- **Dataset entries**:
□ □ □ □

//! Built-in method tables for the three collection-ish value kinds (spec
//! 4.8): strings, lists, dicts. Each sub-module owns one `call(interpreter,
//! method_name, receiver, args)` entry point, dispatched from
//! `interpreter::expr::call_method`, mirroring the way `modules/*.rs` owns
//! one `members()` factory per stdlib module.

pub(crate) mod dict_methods;
pub(crate) mod list_methods;
pub(crate) mod string_methods;
//! List method table (spec 4.8). Lists are reference-shared; mutators
//! mutate the underlying `Rc<RefCell<Vec<Value>>>` in place, as noted per
//! method below.

use std::cmp::Ordering;

use crate::exception::{EvalResult, ExcType, RuntimeError};
use crate::interpreter::Interpreter;
use crate::value::{VList, Value};

fn arg<'a>(args: &'a [Value], i: usize) -> Result<&'a Value, RuntimeError> {
    args.get(i).ok_or_else(|| RuntimeError::new(ExcType::ArityError, format!("missing argument {i}")))
}

fn as_int(v: &Value) -> Result<i64, RuntimeError> {
    match v {
        Value::Int(n) => Ok(*n),
        other => {
            Err(RuntimeError::new(ExcType::TypeError, format!("expected an int, got {}", other.type_name())))
        }
    }
}

fn clamp(i: i64, len: usize) -> usize {
    if i < 0 { 0 } else { (i as usize).min(len) }
}

pub(crate) fn call(
    interp: &mut Interpreter,
    name: &str,
    list: &VList,
    args: &[Value],
) -> EvalResult<Value> {
    Ok(match name {
        "push" => {
            list.borrow_mut().push(arg(args, 0)?.clone());
            Value::Int(list.borrow().len() as i64)
        }
        "length" => Value::Int(list.borrow().len() as i64),
        "isEmpty" => Value::Bool(list.borrow().is_empty()),
        "sort" => {
            list.borrow_mut().sort_by(|a, b| a.compare(b).unwrap_or(Ordering::Equal));
            Value::List(std::rc::Rc::clone(list))
        }
        "reverse" => {
            list.borrow_mut().reverse();
            Value::List(std::rc::Rc::clone(list))
        }
        "unique" => {
            let items = list.borrow();
            let mut out: Vec<Value> = Vec::new();
            for item in items.iter() {
                if !out.iter().any(|seen| seen.equals(item)) {
                    out.push(item.clone());
                }
            }
            Value::list(out)
        }
        "sum" => {
            let items = list.borrow();
            let mut int_total: i64 = 0;
            let mut float_total = 0.0;
            let mut is_float = false;
            for item in items.iter() {
                match item {
                    Value::Int(n) if !is_float => int_total += n,
                    Value::Int(n) => float_total += *n as f64,
                    Value::Float(f) => {
                        if !is_float {
                            float_total = int_total as f64;
                            is_float = true;
                        }
                        float_total += f;
                    }
                    other => {
                        return Err(RuntimeError::new(
                            ExcType::TypeError,
                            format!("cannot sum a list containing {}", other.type_name()),
                        )
                        .into());
                    }
                }
            }
            if is_float { Value::Float(float_total) } else { Value::Int(int_total) }
        }
        "includes" => {
            let needle = arg(args, 0)?;
            Value::Bool(list.borrow().iter().any(|item| item.equals(needle)))
        }
        "indexOf" => {
            let needle = arg(args, 0)?;
            match list.borrow().iter().position(|item| item.equals(needle)) {
                Some(i) => Value::Int(i as i64),
                None => Value::Int(-1),
            }
        }
        "slice" => {
            let items = list.borrow();
            let start = clamp(as_int(arg(args, 0)?)?, items.len());
            let end = clamp(as_int(arg(args, 1)?)?, items.len()).max(start);
            Value::list(items[start..end].to_vec())
        }
        "map" => {
            let items = list.borrow().clone();
            let f = arg(args, 0)?.clone();
            let mut out = Vec::with_capacity(items.len());
            for item in items {
                out.push(interp.call_value(&f, vec![item])?);
            }
            Value::list(out)
        }
        "filter" => {
            let items = list.borrow().clone();
            let f = arg(args, 0)?.clone();
            let mut out = Vec::new();
            for item in items {
                if interp.call_value(&f, vec![item.clone()])?.truthy() {
                    out.push(item);
                }
            }
            Value::list(out)
        }
        "reduce" => {
            let items = list.borrow().clone();
            let f = arg(args, 0)?.clone();
            let mut acc = arg(args, 1)?.clone();
            for item in items {
                acc = interp.call_value(&f, vec![acc, item])?;
            }
            acc
        }
        "find" => {
            let items = list.borrow().clone();
            let f = arg(args, 0)?.clone();
            let mut found = Value::Null;
            for item in items {
                if interp.call_value(&f, vec![item.clone()])?.truthy() {
                    found = item;
                    break;
                }
            }
            found
        }
        "every" => {
            let items = list.borrow().clone();
            let f = arg(args, 0)?.clone();
            let mut all = true;
            for item in items {
                if !interp.call_value(&f, vec![item])?.truthy() {
                    all = false;
                    break;
                }
            }
            Value::Bool(all)
        }
        "some" => {
            let items = list.borrow().clone();
            let f = arg(args, 0)?.clone();
            let mut any = false;
            for item in items {
                if interp.call_value(&f, vec![item])?.truthy() {
                    any = true;
                    break;
                }
            }
            Value::Bool(any)
        }
        "join" => {
            let sep = match arg(args, 0)? {
                Value::Str(s) => s.to_string(),
                other => {
                    return Err(RuntimeError::new(
                        ExcType::TypeError,
                        format!("join separator must be a string, got {}", other.type_name()),
                    )
                    .into());
                }
            };
            let items = list.borrow().clone();
            let mut parts = Vec::with_capacity(items.len());
            for item in &items {
                parts.push(interp.stringify(item)?);
            }
            Value::string(parts.join(&sep))
        }
        other => {
            return Err(RuntimeError::new(ExcType::TypeError, format!("list has no method '{other}'")).into());
        }
    })
}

□ □ □ □

- **What this task involves**:
Return exactly the lines from the beginning of the data above through the one containing "point, dispatched from", please. Include both end lines and add nothing else.

- **Answer to the exercise**:
//! Built-in method tables for the three collection-ish value kinds (spec
//! 4.8): strings, lists, dicts. Each sub-module owns one `call(interpreter,
//! method_name, receiver, args)` entry point, dispatched from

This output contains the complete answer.